Despite substantial literature on these methods, the identification of the experiential content that the practice-researcher reflects on has received far less attention. Even less has been written about the problem of awareness of or access to personal, subjective experience in the context of artistic research. What exactly does an artistic researcher reflects on in relation to her lived experience of art making? How does she identify and select experiential content? What does she discover within this material? Does she begin the process with pre-conceived notions and pre-defined terms? How can one “let” experiential content surface without imposing learned schemas onto experience as part of a meaning-making reflex? While it may seem surprising, it is quite difficult to become aware of the phenomenal details of what is, intuitively, the most immediate and intimate dimension of one’s consciousness, namely one’s subjective experiences: “Living an experience does not necessarily amount to knowing it, being fully aware of it” (Petitmengin and Bitbol 2011: 146), and “A particular effort is necessary for the person to gain access to his or her experience itself, which lies underneath his or her representations, beliefs, judgments and comments” (Petitmengin 2006: 235).
The research project I propose aims to explore the subjective, inner processes of artistic research through which experiential data are gathered, and asks what aspects of our creative experiences may have remained hidden in the literature. For example, how does inspiration arise, and what exactly is it like to feel creative? How does intuition guide artistic processes? What is the experience of creative uncertainty like?

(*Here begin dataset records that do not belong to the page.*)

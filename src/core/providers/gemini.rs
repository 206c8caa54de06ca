//! Google-style adapter: REST `generateContent`/`streamGenerateContent`
//! endpoints, API key as a query parameter, system prompt lifted into
//! `systemInstruction`, user/model alternation enforced, base64 data-URL
//! images converted to `inline_data` (non-base64 dropped with a warning).

use async_trait::async_trait;
use futures::stream;
use futures::StreamExt;
use serde_json::{json, Value};
use std::time::Instant;
use tracing::warn;

use crate::core::providers::{
    classify_http_error, extract_error_message, generate_completion_id, lift_system_prompt,
    normalize_alternation, ChunkStream, Provider, StreamItem,
};
use crate::core::sse::SseDecoder;
use crate::core::types::{
    ChatRequest, Content, ContentPart, Message, ModelFeatures, ModelInfo, Role, StandardChunk,
    StandardResponse, Usage,
};
use crate::utils::error::{GatewayError, Result};

#[derive(Debug, Clone)]
pub struct GeminiConfig {
    pub api_key: String,
    pub base_url: String,
    pub default_model: String,
    pub api_version: String,
}

impl GeminiConfig {
    pub fn from_env() -> Self {
        Self {
            api_key: std::env::var("GEMINI_API_KEY").unwrap_or_default(),
            base_url: std::env::var("GEMINI_BASE_URL")
                .unwrap_or_else(|_| "https://generativelanguage.googleapis.com".to_string()),
            default_model: std::env::var("GEMINI_DEFAULT_MODEL")
                .unwrap_or_else(|_| "gemini-1.5-flash".to_string()),
            api_version: std::env::var("GEMINI_API_VERSION").unwrap_or_else(|_| "v1beta".to_string()),
        }
    }
}

pub struct GeminiProvider {
    config: GeminiConfig,
    http1: reqwest::Client,
    http2: reqwest::Client,
}

impl GeminiProvider {
    pub fn new(config: GeminiConfig) -> Self {
        let http1 = reqwest::Client::builder()
            .http1_only()
            .build()
            .unwrap_or_else(|_| reqwest::Client::new());
        let http2 = reqwest::Client::builder()
            .http2_prior_knowledge()
            .build()
            .unwrap_or_else(|_| reqwest::Client::new());
        Self {
            config,
            http1,
            http2,
        }
    }

    fn image_part_to_json(image_url: &str) -> Option<Value> {
        if let Some(rest) = image_url.strip_prefix("data:") {
            if let Some((media_type, data)) = rest.split_once(";base64,") {
                return Some(json!({
                    "inline_data": {
                        "mime_type": media_type,
                        "data": data,
                    }
                }));
            }
        }
        warn!(provider = "gemini", url = %image_url, "dropping non-base64 image url; gemini requires inline base64 data");
        None
    }

    fn message_to_json(message: &Message) -> Value {
        let role = match message.role {
            Role::Assistant => "model",
            _ => "user",
        };
        let parts: Vec<Value> = match &message.content {
            Content::Text(text) => vec![json!({"text": text})],
            Content::Parts(parts) => parts
                .iter()
                .filter_map(|p| match p {
                    ContentPart::Text { text } => Some(json!({"text": text})),
                    ContentPart::ImageUrl { image_url } => Self::image_part_to_json(&image_url.url),
                })
                .collect(),
        };
        json!({"role": role, "parts": parts})
    }

    fn build_body(&self, request: &ChatRequest) -> Value {
        let (system, rest) = lift_system_prompt(&request.messages);
        let normalized = normalize_alternation(rest, Role::User);
        let contents: Vec<Value> = normalized.iter().map(Self::message_to_json).collect();

        let mut body = json!({
            "contents": contents,
            "generationConfig": {
                "temperature": request.temperature,
                "maxOutputTokens": request.max_tokens,
            },
        });
        if let Some(system) = system {
            body.as_object_mut().unwrap().insert(
                "systemInstruction".into(),
                json!({"parts": [{"text": system}]}),
            );
        }
        if let Some(top_p) = request.top_p {
            body["generationConfig"]
                .as_object_mut()
                .unwrap()
                .insert("topP".into(), json!(top_p));
        }
        if let Some(stop) = &request.stop {
            let sequences = match stop {
                crate::core::types::StopSequence::One(s) => vec![s.clone()],
                crate::core::types::StopSequence::Many(v) => v.clone(),
            };
            body["generationConfig"]
                .as_object_mut()
                .unwrap()
                .insert("stopSequences".into(), json!(sequences));
        }
        body
    }

    fn endpoint(&self, model: &str, method: &str) -> String {
        format!(
            "{}/{}/models/{}:{}?key={}",
            self.config.base_url, self.config.api_version, model, method, self.config.api_key
        )
    }

    fn parse_candidate(value: &Value) -> (Option<String>, Option<String>) {
        let candidate = value.get("candidates").and_then(|c| c.get(0));
        let content = candidate
            .and_then(|c| c.get("content"))
            .and_then(|c| c.get("parts"))
            .and_then(|p| p.get(0))
            .and_then(|p| p.get("text"))
            .and_then(|t| t.as_str())
            .map(|s| s.to_string());
        let finish_reason = candidate
            .and_then(|c| c.get("finishReason"))
            .and_then(|f| f.as_str())
            .map(|s| s.to_string());
        (content, finish_reason)
    }

    fn parse_usage(value: &Value) -> Usage {
        value
            .get("usageMetadata")
            .map(|u| Usage {
                prompt_tokens: u.get("promptTokenCount").and_then(|v| v.as_u64()).unwrap_or(0) as u32,
                completion_tokens: u
                    .get("candidatesTokenCount")
                    .and_then(|v| v.as_u64())
                    .unwrap_or(0) as u32,
                total_tokens: u.get("totalTokenCount").and_then(|v| v.as_u64()).unwrap_or(0) as u32,
            })
            .unwrap_or_default()
    }
}

fn standard_models() -> Vec<ModelInfo> {
    vec![ModelInfo {
        id: "gemini-1.5-flash".into(),
        name: "Gemini 1.5 Flash".into(),
        provider: "gemini".into(),
        token_limit: 1_000_000,
        features: ModelFeatures {
            streaming: true,
            vision: true,
            tools: true,
            json: true,
            system: true,
            function_calling: true,
        },
        description: Some("Fast, long-context Gemini model".into()),
    }]
}

#[async_trait]
impl Provider for GeminiProvider {
    fn name(&self) -> &'static str {
        "gemini"
    }

    fn default_model(&self) -> &str {
        &self.config.default_model
    }

    fn is_configured(&self) -> bool {
        !self.config.api_key.is_empty()
    }

    fn known_models(&self) -> Vec<ModelInfo> {
        standard_models()
    }

    async fn chat_completion(&self, model: &str, request: &ChatRequest) -> Result<StandardResponse> {
        let body = self.build_body(request);
        let start = Instant::now();
        let response = self
            .http1
            .post(self.endpoint(model, "generateContent"))
            .json(&body)
            .send()
            .await
            .map_err(|e| GatewayError::Provider(e.to_string()))?;

        let status = response.status().as_u16();
        let text = response
            .text()
            .await
            .map_err(|e| GatewayError::Provider(e.to_string()))?;
        let latency = start.elapsed().as_millis() as u64;

        if !(200..300).contains(&status) {
            let message = extract_error_message(&text);
            return Err(classify_http_error(status, &message));
        }

        let json_body: Value =
            serde_json::from_str(&text).map_err(|e| GatewayError::Provider(e.to_string()))?;
        let (content, finish_reason) = Self::parse_candidate(&json_body);
        let usage = Self::parse_usage(&json_body);

        Ok(StandardResponse {
            id: generate_completion_id(),
            model: model.to_string(),
            provider: self.name().to_string(),
            created_at: chrono::Utc::now().to_rfc3339(),
            content,
            tool_calls: None,
            usage,
            latency: Some(latency),
            finish_reason,
            raw: Some(json_body),
            cached: None,
            error: None,
        })
    }

    async fn chat_completion_stream(&self, model: &str, request: &ChatRequest) -> Result<ChunkStream> {
        let body = self.build_body(request);
        let url = format!(
            "{}/{}/models/{}:streamGenerateContent?alt=sse&key={}",
            self.config.base_url, self.config.api_version, model, self.config.api_key
        );
        let response = self
            .http2
            .post(url)
            .json(&body)
            .send()
            .await
            .map_err(|e| GatewayError::Provider(e.to_string()))?;

        let status = response.status().as_u16();
        if !(200..300).contains(&status) {
            let text = response.text().await.unwrap_or_default();
            let message = extract_error_message(&text);
            return Err(classify_http_error(status, &message));
        }

        let completion_id = generate_completion_id();
        let provider_name = self.name().to_string();
        let model_name = model.to_string();
        let byte_stream = response.bytes_stream();

        let item_stream = stream::unfold(
            (byte_stream, SseDecoder::new()),
            move |(mut byte_stream, mut decoder)| {
                let completion_id = completion_id.clone();
                let provider_name = provider_name.clone();
                let model_name = model_name.clone();
                async move {
                    loop {
                        let chunk = match byte_stream.next().await {
                            Some(Ok(bytes)) => bytes,
                            Some(Err(err)) => {
                                return Some((
                                    StreamItem::Error(err.to_string()),
                                    (byte_stream, decoder),
                                ));
                            }
                            None => return None,
                        };
                        let frames = decoder.push(&chunk);
                        for frame in frames {
                            let Ok(value) = serde_json::from_str::<Value>(&frame.data) else {
                                continue;
                            };
                            let (content, finish_reason) = Self::parse_candidate(&value);
                            let usage = Self::parse_usage(&value);
                            let item = StandardChunk {
                                id: completion_id.clone(),
                                model: model_name.clone(),
                                provider: provider_name.clone(),
                                created_at: chrono::Utc::now().to_rfc3339(),
                                content,
                                tool_calls: None,
                                usage,
                                latency: None,
                                finish_reason,
                                raw: Some(value),
                            };
                            return Some((StreamItem::Chunk(item), (byte_stream, decoder)));
                        }
                    }
                }
            },
        );

        Ok(Box::pin(item_stream))
    }
}

#[cfg(test)]
mod tests {
    use super::*;
    use crate::core::types::{Content, ImageUrl};

    fn provider() -> GeminiProvider {
        GeminiProvider::new(GeminiConfig {
            api_key: "k".into(),
            base_url: "https://generativelanguage.googleapis.com".into(),
            default_model: "gemini-1.5-flash".into(),
            api_version: "v1beta".into(),
        })
    }

    fn req_with(messages: Vec<Message>) -> ChatRequest {
        ChatRequest {
            model: "gemini-1.5-flash".into(),
            messages,
            temperature: 0.7,
            max_tokens: 100,
            top_p: None,
            frequency_penalty: None,
            presence_penalty: None,
            stop: None,
            response_format: None,
            request_id: None,
            nocache: None,
        }
    }

    #[test]
    fn lifts_system_prompt_into_system_instruction() {
        let messages = vec![
            Message {
                role: Role::System,
                content: Content::Text("be terse".into()),
            },
            Message {
                role: Role::User,
                content: Content::Text("hi".into()),
            },
        ];
        let body = provider().build_body(&req_with(messages));
        assert_eq!(body["systemInstruction"]["parts"][0]["text"], json!("be terse"));
    }

    #[test]
    fn maps_assistant_role_to_model() {
        let messages = vec![
            Message {
                role: Role::User,
                content: Content::Text("hi".into()),
            },
            Message {
                role: Role::Assistant,
                content: Content::Text("hello".into()),
            },
        ];
        let body = provider().build_body(&req_with(messages));
        assert_eq!(body["contents"][1]["role"], json!("model"));
    }

    #[test]
    fn prepends_synthetic_user_when_first_is_not_user() {
        let messages = vec![Message {
            role: Role::Assistant,
            content: Content::Text("hi".into()),
        }];
        let body = provider().build_body(&req_with(messages));
        assert_eq!(body["contents"][0]["role"], json!("user"));
    }

    #[test]
    fn converts_base64_image_to_inline_data() {
        let messages = vec![Message {
            role: Role::User,
            content: Content::Parts(vec![ContentPart::ImageUrl {
                image_url: ImageUrl {
                    url: "data:image/jpeg;base64,ZZZ".into(),
                },
            }]),
        }];
        let body = provider().build_body(&req_with(messages));
        let part = &body["contents"][0]["parts"][0];
        assert_eq!(part["inline_data"]["mime_type"], json!("image/jpeg"));
        assert_eq!(part["inline_data"]["data"], json!("ZZZ"));
    }
}
//! HTTP server assembly: middleware stack, route wiring, app state.

pub mod middleware;
pub mod routes;
pub mod state;

use actix_cors::Cors;
use actix_web::middleware::DefaultHeaders;
use actix_web::{web, App};
use tracing_actix_web::TracingLogger;

use self::middleware::request_id::RequestIdMiddleware;
use self::state::AppState;

/// Request bodies above this size are rejected with 413 before they reach a
/// handler; chat completion payloads can carry multiple base64-encoded
/// images so the limit is generous.
pub const MAX_JSON_BODY_BYTES: usize = 10 * 1024 * 1024;

/// Builds the Actix-web application: CORS, request tracing, a process
/// identifier header, request-id propagation, and every route family.
pub fn create_app(
    state: web::Data<AppState>,
) -> App<
    impl actix_web::dev::ServiceFactory<
        actix_web::dev::ServiceRequest,
        Config = (),
        Response = actix_web::dev::ServiceResponse<impl actix_web::body::MessageBody>,
        Error = actix_web::Error,
        InitError = (),
    >,
> {
    let cors = Cors::permissive();

    App::new()
        .app_data(state)
        .app_data(web::JsonConfig::default().limit(MAX_JSON_BODY_BYTES))
        .wrap(cors)
        .wrap(RequestIdMiddleware)
        .wrap(TracingLogger::default())
        .wrap(DefaultHeaders::new().add(("Server", "chat-gateway")))
        .configure(routes::configure)
}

How does the artist-researcher move between thinking and feeling? How does one’s creative self “show up” in one’s consciousness in the process of making music? To address these kinds of fundamental questions, I propose to engage robust first- and second-person contemplative methodologies and practices, such as microphenomenology, microphenomenological interview, focusing, somatic inquiry, mindfulness, descriptive experience sampling, heuristic inquiry, phenomenological analysis, systematic introspection, etc. Through this project, I aim to bring into scholarly discourse the largely unarticulated process by which artistic researchers identify and select experiential content for use in their research, and to generate teaching and learning tools for the education of artist-researchers in music, supporting them in developing awareness of — and the ability to articulate—the affective and embodied textures of their creative experiences with greater clarity and accuracy.
Petitmengin, C. (2006). Describing one’s subjective experience in the second person: an interview method for the science of consciousness. Phenomenology and the Cognitive Sciences 5: 229-69.
Petitmengin, C. and Bitbol, M. (2011). Coming into contact with experience: a reply to Jesse Butler. Journal of Consciousness Studies 18/2: 146-9.